You forget that some of those who had wifi issues in Mac OS X did not when they booted into Windows 7 via BootCamp. (I'd really like to see more people with issues try to install Windows 7 and report their findings — you can try it without a license for a month).
Then there's the bloke who lost touchpad functionality simultaneously with losing wifi — and saw a power management event in the log at the exact same time. Plus the guy who said his phone wouldn't charge properly over the USB port on his new Air.
My guess is that this is indeed power related. I'm speculating that Apple are pushing power consumption so low and so close to the absolute minimum that they cross some operational margins of one or more chips, which causes these "blackouts" to occur. We do agree that this is the least power hungry and highest stamina laptop Apple ever produced, right? That would also explain why not only wifi, but also a USB device (the touchpad) would fail. And why the USB port doesn't supply enough power to charge a phone. Would be interesting to know if those with issues experience fewer issues when on AC power than when on battery.
This could explain why some people have fully functional systems while others don't. All chips have rated power requirements, and all chips have margins to their specs. The quality of any piece of silicon depends on a number of factors which is why, for instance, Intel makes processors that are rated to very different power and GHz specs from the same wafer of silicon. The closer to the center of a wafer you get your chip, the better it gets. If you push any chip to the very extreme of either performance or minimum and maximum power tolerance, you can't expect that to necessarily hold with another chip with the same SKU, not even from the same batch. In this case, the extreme would be minimum power supply.

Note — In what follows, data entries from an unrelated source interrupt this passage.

use serde::{Deserialize, Serialize};

use crate::errors::Result;
use crate::money::Money;

/// system configuration store consulted by the fee generation triggers;
/// engines always receive the current rate as an argument and never read
/// this ambiently
pub trait ConfigStore {
    fn default_government_fee(&self) -> Result<Money>;
    fn set_default_government_fee(&mut self, amount: Money) -> Result<()>;
}

/// in-memory configuration, suitable for tests and single-process callers
#[derive(Debug, Clone, Default, Serialize, Deserialize)]
pub struct InMemoryConfig {
    default_government_fee: Money,
}

impl InMemoryConfig {
    pub fn new(default_government_fee: Money) -> Self {
        Self {
            default_government_fee,
        }
    }
}

impl ConfigStore for InMemoryConfig {
    fn default_government_fee(&self) -> Result<Money> {
        Ok(self.default_government_fee)
    }

    fn set_default_government_fee(&mut self, amount: Money) -> Result<()> {
        self.default_government_fee = amount;
        Ok(())
    }
}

This would also line up nicely with the reports of no issues in Windows 7, where power management is different (and battery time lower, i.e. more juice is given to each chip).
It's just speculation on my part, but it adds up in my head I'm guessing we'll se a software fix, and with it a drop in battery time. And this is why it's taking Apple so long to fix, because they really don't want battery time to drop after this massive marketing of 12+ hours of cordless action.